Overview of Classification Systems for Posttransplant Lymphoproliferative Disorders
(updated April 19, 2005)
Links to Individual Classification Systems:
Prior to 1981, lymphoid tumors in transplant patients were uniformly referred to as immunoblastic sarcomas. In that year Simmons, Hanto and colleagues launched a series of studies, centered on the renal transplant population at the University of Minnesota, that established the relationship between the Epstein-Barr virus and posttransplant lymphoproliferations. Frizzera and colleagues examined tumors from a small number of renal transplant recipients. They observed several forms of lymphoproliferation which had not been previously described and applied the term "polymorphic" to emphasize the heterogeneity in size and shape of the tumor cells. Ancillary studies showed the tumors to be comprised of B lymphocytes. In the classification system of Frizzera et al., polymorphic diffuse B cell hyperplasia and polymorphic B cell lymphoma were distinguished from reactive lymphoid hyperplasia and from immunoblastic sarcoma. The authors stressed that the behavior of posttransplant lymphoproliferations could not be reliably predicted by pathologic studies alone.
In 1984 Starzl et al. introduced reduction of immunosuppression as a primary maneuver to induce regression of posttransplant lymphoproliferations based on their experience at the University of Colorado and the University of Pittsburgh. Nalesnik and colleagues reported their experience with PTLDs observed in the University of Pittsburgh transplant population. They also were unable to discern any significant difference in the clinical behavior of the two types of polymorphic lesions and combined them under the heading of polymorphic PTLDs. In contrast, lesions which resembled typical non-Hodgkin's lymphomas also occurred and behaved, as a group, in a more aggressive fashion. In the classification system of Nalesnik et al., the term monomorphic PTLD was introduced to distinguish these lesions from polymorphic PTLDs. In a followup study in 1989, Locker and Nalesnik described several categories of PTLDs based on combined pathologic and molecular features. The most recalcitrant tumors had a monomorphic histology, were monoclonal, and contained rearrangements of the c-myc proto-oncogene.

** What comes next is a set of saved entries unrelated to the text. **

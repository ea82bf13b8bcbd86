use std::sync::Arc;

use crate::answer::AnswerSource;

/// Application state shared across all API handlers
#[derive(Clone)]
pub struct AppState {
    pub answers: Arc<dyn AnswerSource>,
}

impl AppState {
    pub fn new(answers: Arc<dyn AnswerSource>) -> Self {
        Self { answers }
    }
}
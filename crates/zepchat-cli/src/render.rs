//! Live rendering of a streamed answer.

use std::io::Write;
use std::sync::Arc;

use parking_lot::Mutex;
use zepchat_client::{StreamConsumer, StreamState, Subscription};

/// Tracks how much of the current answer has been written.
#[derive(Debug, Default)]
pub struct Progress {
    printed: usize,
}

impl Progress {
    /// The part of `state.text` not written yet.
    pub fn unseen<'a>(&mut self, state: &'a StreamState) -> &'a str {
        // A shorter text means a new request started.
        if state.text.len() < self.printed {
            self.printed = 0;
        }
        let delta = &state.text[self.printed..];
        self.printed = state.text.len();
        delta
    }
}

/// Print each newly streamed piece of text to `out` as it arrives.
pub fn attach<W>(consumer: &StreamConsumer, out: W) -> Subscription
where
    W: Write + Send + 'static,
{
    let out = Arc::new(Mutex::new(out));
    let progress = Mutex::new(Progress::default());

    consumer.subscribe(move |state| {
        let mut progress = progress.lock();
        let delta = progress.unseen(state);
        if delta.is_empty() {
            return;
        }
        let mut out = out.lock();
        // Write errors are ignored.
        let _ = out.write_all(delta.as_bytes());
        let _ = out.flush();
    })
}

#[cfg(test)]
mod tests {
    use super::*;

    #[test]
    fn test_unseen_returns_only_new_text() {
        let mut progress = Progress::default();
        assert_eq!(progress.unseen(&StreamState::new(true, "")), "");
        assert_eq!(progress.unseen(&StreamState::new(true, "Hel")), "Hel");
        assert_eq!(progress.unseen(&StreamState::new(true, "Hello")), "lo");
        assert_eq!(progress.unseen(&StreamState::new(false, "Hello")), "");
    }

    #[test]
    fn test_unseen_restarts_after_reset() {
        let mut progress = Progress::default();
        progress.unseen(&StreamState::new(false, "previous answer"));
        assert_eq!(progress.unseen(&StreamState::new(true, "")), "");
        assert_eq!(progress.unseen(&StreamState::new(true, "New")), "New");
    }
}
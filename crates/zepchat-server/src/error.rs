//! Error types for the chat server

use thiserror::Error;

#[derive(Error, Debug)]
pub enum ServerError {
    /// An upstream API (Zep or the language model) answered with a non-success status.
    #[error("{provider} returned HTTP {status}: {message}")]
    UpstreamHttp {
        provider: &'static str,
        status: u16,
        message: String,
    },

    #[error("LLM error: {0}")]
    Llm(String),

    #[error("HTTP error: {0}")]
    Http(#[from] reqwest::Error),
}

/// Result type alias for server operations
pub type Result<T> = std::result::Result<T, ServerError>;

/// Longest upstream error body echoed back to clients.
const MAX_ERROR_BODY: usize = 512;

pub(crate) async fn response_to_error(
    response: reqwest::Response,
    provider: &'static str,
) -> ServerError {
    let status = response.status().as_u16();
    let body = response.text().await.unwrap_or_default();

    let message = if body.len() > MAX_ERROR_BODY {
        let mut end = MAX_ERROR_BODY;
        while !body.is_char_boundary(end) {
            end -= 1;
        }
        format!("{}... [truncated]", &body[..end])
    } else {
        body
    };

    ServerError::UpstreamHttp {
        provider,
        status,
        message,
    }
}
//! Incremental UTF-8 decoding of a chunked response body.

use thiserror::Error;

#[derive(Error, Debug, Clone, PartialEq, Eq)]
pub enum DecodeError {
    #[error("invalid UTF-8 sequence at byte {offset} of the response body")]
    InvalidUtf8 { offset: usize },

    #[error("response body ended inside a UTF-8 sequence ({pending} dangling bytes)")]
    Truncated { pending: usize },
}

/// Decodes a byte stream chunk by chunk.
///
/// A multi-byte character split across two chunks is held back until the
/// rest of it arrives. Anything that can never become valid UTF-8 is an
/// error; bytes are never dropped or replaced.
#[derive(Debug, Default)]
pub struct Utf8StreamDecoder {
    pending: Vec<u8>,
    consumed: usize,
}

impl Utf8StreamDecoder {
    pub fn new() -> Self {
        Self::default()
    }

    /// Decode as much of `chunk` (plus any carried-over bytes) as possible.
    pub fn push(&mut self, chunk: &[u8]) -> Result<String, DecodeError> {
        self.pending.extend_from_slice(chunk);

        match std::str::from_utf8(&self.pending) {
            Ok(text) => {
                let text = text.to_string();
                self.consumed += self.pending.len();
                self.pending.clear();
                Ok(text)
            }
            Err(e) => {
                let valid = e.valid_up_to();
                if e.error_len().is_some() {
                    return Err(DecodeError::InvalidUtf8 {
                        offset: self.consumed + valid,
                    });
                }

                // Incomplete sequence at the end: keep it for the next chunk.
                let rest = self.pending.split_off(valid);
                let text = String::from_utf8(std::mem::replace(&mut self.pending, rest))
                    .map_err(|_| DecodeError::InvalidUtf8 {
                        offset: self.consumed,
                    })?;
                self.consumed += valid;
                Ok(text)
            }
        }
    }

    /// Call once the body has ended.
    pub fn finish(self) -> Result<(), DecodeError> {
        if self.pending.is_empty() {
            Ok(())
        } else {
            Err(DecodeError::Truncated {
                pending: self.pending.len(),
            })
        }
    }
}

#[cfg(test)]
mod tests {
    use super::*;

    #[test]
    fn test_ascii_passes_through() {
        let mut decoder = Utf8StreamDecoder::new();
        assert_eq!(decoder.push(b"Hel").unwrap(), "Hel");
        assert_eq!(decoder.push(b"lo").unwrap(), "lo");
        assert!(decoder.finish().is_ok());
    }

    #[test]
    fn test_split_multibyte_character_is_carried_over() {
        let bytes = "é🦀".as_bytes();
        let mut decoder = Utf8StreamDecoder::new();

        assert_eq!(decoder.push(&bytes[..1]).unwrap(), "");
        assert_eq!(decoder.push(&bytes[1..3]).unwrap(), "é");
        assert_eq!(decoder.push(&bytes[3..5]).unwrap(), "");
        assert_eq!(decoder.push(&bytes[5..]).unwrap(), "🦀");
        assert!(decoder.finish().is_ok());
    }

    #[test]
    fn test_invalid_bytes_fail() {
        let mut decoder = Utf8StreamDecoder::new();
        assert_eq!(decoder.push(b"ok").unwrap(), "ok");
        assert_eq!(
            decoder.push(&[b'a', 0xff, b'b']),
            Err(DecodeError::InvalidUtf8 { offset: 3 })
        );
    }

    #[test]
    fn test_dangling_sequence_at_end_fails() {
        let mut decoder = Utf8StreamDecoder::new();
        assert_eq!(decoder.push(&"é".as_bytes()[..1]).unwrap(), "");
        assert_eq!(decoder.finish(), Err(DecodeError::Truncated { pending: 1 }));
    }
}
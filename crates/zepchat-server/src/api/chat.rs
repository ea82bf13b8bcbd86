use axum::{
    Json,
    body::Body,
    extract::{State, rejection::JsonRejection},
    http::header,
    response::{IntoResponse, Response},
};
use futures::TryStreamExt;
use tracing::{info, warn};
use zepchat_contracts::ChatRequest;

use crate::api::{ApiError, state::AppState};

// POST /api/chat
pub async fn chat(
    State(state): State<AppState>,
    payload: Result<Json<ChatRequest>, JsonRejection>,
) -> Result<Response, ApiError> {
    let Json(request) = payload.map_err(|rejection| ApiError::bad_request(rejection.body_text()))?;
    request
        .validate()
        .map_err(|e| ApiError::bad_request(e.to_string()))?;

    info!(
        question_len = request.question.len(),
        temperature = request.settings.temperature,
        relatedness = request.settings.relatedness,
        "Answering question"
    );

    let tokens = state.answers.answer(&request).await.map_err(|e| {
        warn!(error = %e, "Failed to start answer");
        ApiError::bad_gateway(e.to_string())
    })?;

    // An error item aborts the body mid-stream; the client sees a broken transfer.
    let body = Body::from_stream(tokens.inspect_err(|e| warn!(error = %e, "Answer stream failed")));

    Ok((
        [(header::CONTENT_TYPE, "text/plain; charset=utf-8")],
        body,
    )
        .into_response())
}
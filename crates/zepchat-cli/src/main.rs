mod chat;
mod cli;
mod error;
mod render;

use std::sync::Arc;
use std::time::Duration;

use anyhow::Result;
use clap::Parser;
use cli::{Cli, Commands};
use zepchat_client::{ChatSession, StreamConsumer};

#[tokio::main]
async fn main() {
    let cli = Cli::parse();

    // Logs go to stderr so they never interleave with the streamed answer.
    let default_filter = if cli.verbose { "debug" } else { "warn" };
    tracing_subscriber::fmt()
        .with_env_filter(
            tracing_subscriber::EnvFilter::try_from_default_env()
                .unwrap_or_else(|_| default_filter.into()),
        )
        .with_writer(std::io::stderr)
        .with_target(false)
        .with_level(true)
        .init();

    if let Err(err) = run(cli).await {
        error::handle_error(err);
    }
}

async fn run(cli: Cli) -> Result<()> {
    let consumer = Arc::new(StreamConsumer::http());
    let session = ChatSession::new(consumer.clone(), cli.endpoint.clone())
        .with_settings(cli.settings.into());
    let timeout = cli.timeout.map(Duration::from_secs);

    tracing::debug!(session_id = %session.id(), endpoint = %cli.endpoint, "Session ready");
    let _render = render::attach(&consumer, std::io::stdout());

    match cli.command {
        Commands::Ask { question } => chat::run_ask(&session, &question.join(" "), timeout).await,
        Commands::Chat => chat::run_chat(&session, timeout).await,
    }
}
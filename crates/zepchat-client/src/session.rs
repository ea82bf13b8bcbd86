//! Chat session controller: owns the conversation log and drives the consumer.

use std::sync::Arc;

use chrono::{DateTime, Utc};
use parking_lot::{Mutex, RwLock};
use serde::{Deserialize, Serialize};
use tracing::{debug, info, warn};
use uuid::Uuid;
use zepchat_contracts::{ChatRequest, ChatSettings};

use crate::consumer::StreamConsumer;
use crate::error::StreamError;
use crate::transport::RequestDescriptor;

/// Chat message role
#[derive(Debug, Clone, Copy, Serialize, Deserialize, PartialEq, Eq)]
#[serde(rename_all = "lowercase")]
pub enum Role {
    User,
    Assistant,
}

/// One entry of the conversation log. Never modified once appended.
#[derive(Debug, Clone, Serialize, Deserialize, PartialEq)]
pub struct ChatTurn {
    pub role: Role,
    pub content: String,
    /// Set on assistant turns that describe a failed request.
    #[serde(default, skip_serializing_if = "std::ops::Not::not")]
    pub failed: bool,
    pub created_at: DateTime<Utc>,
}

impl ChatTurn {
    pub fn user(content: impl Into<String>) -> Self {
        Self {
            role: Role::User,
            content: content.into(),
            failed: false,
            created_at: Utc::now(),
        }
    }

    pub fn assistant(content: impl Into<String>) -> Self {
        Self {
            role: Role::Assistant,
            content: content.into(),
            failed: false,
            created_at: Utc::now(),
        }
    }

    /// Assistant turn telling the user why there is no answer.
    pub fn failure(error: &StreamError) -> Self {
        Self {
            role: Role::Assistant,
            content: format!("⚠ {}", describe_failure(error)),
            failed: true,
            created_at: Utc::now(),
        }
    }
}

fn describe_failure(error: &StreamError) -> String {
    match error {
        StreamError::ConcurrentRequest => {
            "Another answer is still being generated. Please wait and try again.".to_string()
        }
        StreamError::Transport {
            status: Some(status),
            message,
        } => format!("The answer failed (server returned {status}: {message})."),
        StreamError::Transport {
            status: None,
            message,
        } => format!("Could not reach the chat server ({message})."),
        StreamError::Decode(_) => {
            "The answer could not be read because the response was corrupted.".to_string()
        }
        StreamError::InvalidRequest(message) => {
            format!("The question could not be sent ({message}).")
        }
    }
}

#[derive(Debug, Clone, Copy, PartialEq, Eq)]
pub enum Phase {
    Idle,
    AwaitingResponse,
}

#[derive(Debug, Clone, Copy, PartialEq, Eq)]
pub enum IgnoreReason {
    EmptyInput,
    Busy,
}

/// What happened to a submission.
#[derive(Debug, Clone, PartialEq)]
pub enum SubmitOutcome {
    Ignored(IgnoreReason),
    Answered(ChatTurn),
    Failed { turn: ChatTurn, error: StreamError },
}

/// One conversation against the chat endpoint.
pub struct ChatSession {
    id: Uuid,
    consumer: Arc<StreamConsumer>,
    endpoint: String,
    settings: ChatSettings,
    headers: Vec<(String, String)>,
    history: RwLock<Vec<ChatTurn>>,
    phase: Mutex<Phase>,
}

impl ChatSession {
    pub fn new(consumer: Arc<StreamConsumer>, endpoint: impl Into<String>) -> Self {
        Self {
            id: Uuid::new_v4(),
            consumer,
            endpoint: endpoint.into(),
            settings: ChatSettings::default(),
            headers: Vec::new(),
            history: RwLock::new(Vec::new()),
            phase: Mutex::new(Phase::Idle),
        }
    }

    pub fn with_settings(mut self, settings: ChatSettings) -> Self {
        self.settings = settings;
        self
    }

    /// Extra header sent with every request (e.g. authorization).
    pub fn with_header(mut self, name: impl Into<String>, value: impl Into<String>) -> Self {
        self.headers.push((name.into(), value.into()));
        self
    }

    pub fn id(&self) -> Uuid {
        self.id
    }

    pub fn settings(&self) -> ChatSettings {
        self.settings
    }

    pub fn phase(&self) -> Phase {
        *self.phase.lock()
    }

    pub fn history(&self) -> Vec<ChatTurn> {
        self.history.read().clone()
    }

    /// The consumer whose state mirrors the answer being streamed.
    pub fn consumer(&self) -> &Arc<StreamConsumer> {
        &self.consumer
    }

    /// Ask `text` and wait for the answer.
    ///
    /// The user turn is logged right away. The assistant turn, successful or
    /// not, is logged only after the stream settles. Submissions made while
    /// waiting for an answer are ignored.
    pub async fn submit(&self, text: &str) -> SubmitOutcome {
        let question = text.trim();
        if question.is_empty() {
            return SubmitOutcome::Ignored(IgnoreReason::EmptyInput);
        }

        let Some(_awaiting) = self.begin_turn() else {
            debug!(session_id = %self.id, "Ignoring submission while awaiting a response");
            return SubmitOutcome::Ignored(IgnoreReason::Busy);
        };

        self.append(ChatTurn::user(question));
        info!(session_id = %self.id, turns = self.history.read().len(), "Submitting question");

        let result = match self.descriptor(question) {
            Ok(descriptor) => self.consumer.request(descriptor).await,
            Err(e) => Err(e),
        };

        match result {
            Ok(answer) => {
                let turn = ChatTurn::assistant(answer);
                self.append(turn.clone());
                SubmitOutcome::Answered(turn)
            }
            Err(error) => {
                warn!(session_id = %self.id, error = %error, "Question failed");
                let turn = ChatTurn::failure(&error);
                self.append(turn.clone());
                SubmitOutcome::Failed { turn, error }
            }
        }
    }

    fn descriptor(&self, question: &str) -> Result<RequestDescriptor, StreamError> {
        let body = ChatRequest::new(question).with_settings(self.settings);
        let descriptor = RequestDescriptor::post_json(&self.endpoint, &body)?;
        Ok(self
            .headers
            .iter()
            .fold(descriptor, |descriptor, (name, value)| {
                descriptor.with_header(name.clone(), value.clone())
            }))
    }

    fn begin_turn(&self) -> Option<Awaiting<'_>> {
        let mut phase = self.phase.lock();
        if *phase == Phase::AwaitingResponse {
            return None;
        }
        *phase = Phase::AwaitingResponse;
        Some(Awaiting { session: self })
    }

    fn append(&self, turn: ChatTurn) {
        self.history.write().push(turn);
    }
}

/// Returns the session to `Idle` when the turn ends, however it ends.
struct Awaiting<'a> {
    session: &'a ChatSession,
}

impl Drop for Awaiting<'_> {
    fn drop(&mut self) {
        *self.session.phase.lock() = Phase::Idle;
    }
}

In 1995, Knowles and his collaborators evaluated posttransplant lymphoproliferations in a series of heart transplant patients from Columbia-Presbyterian Medical Center. By combining morphologic appearance with molecular genetic analysis they were able to distinguish three separate categories of lesions. In the classification system of Knowles et al., the first category consisted of reactive hyperplasia of plasma cells. The second comprised the lesions of polymorphic hyperplasia and polymorphic lymphoma, both of which were monoclonal, but both of which were recognized to behave similarly. The third category was considered to represent true lymphomas and hematopoietic neoplasms which were monoclonal and could contain alterations in proto-oncogenes and/or tumor suppressor genes.
A Society for Hematopathology Workshop held in Duarte, California, in October 1995 led to discussions which expanded the spectrum of recognized posttransplant lymphoproliferations. However, the spectrum of categories continued to include reactive or early lesions, polymorphic PTLDs, and lesions which appeared to represent lymphomas or hematopoietic neoplasms. The Society for Hematopathology Workshop Classification includes additional lesions such as plasmacytomas, T cell rich B-cell lymphomas, and T cell lymphomas under the umbrella term of PTLD.
Harris, Swerdlow, Frizzera and Knowles updated this classification for the 2001 World Health Organization Classification of Tumours. The WHO Classification represents the system in widest use at present (2005).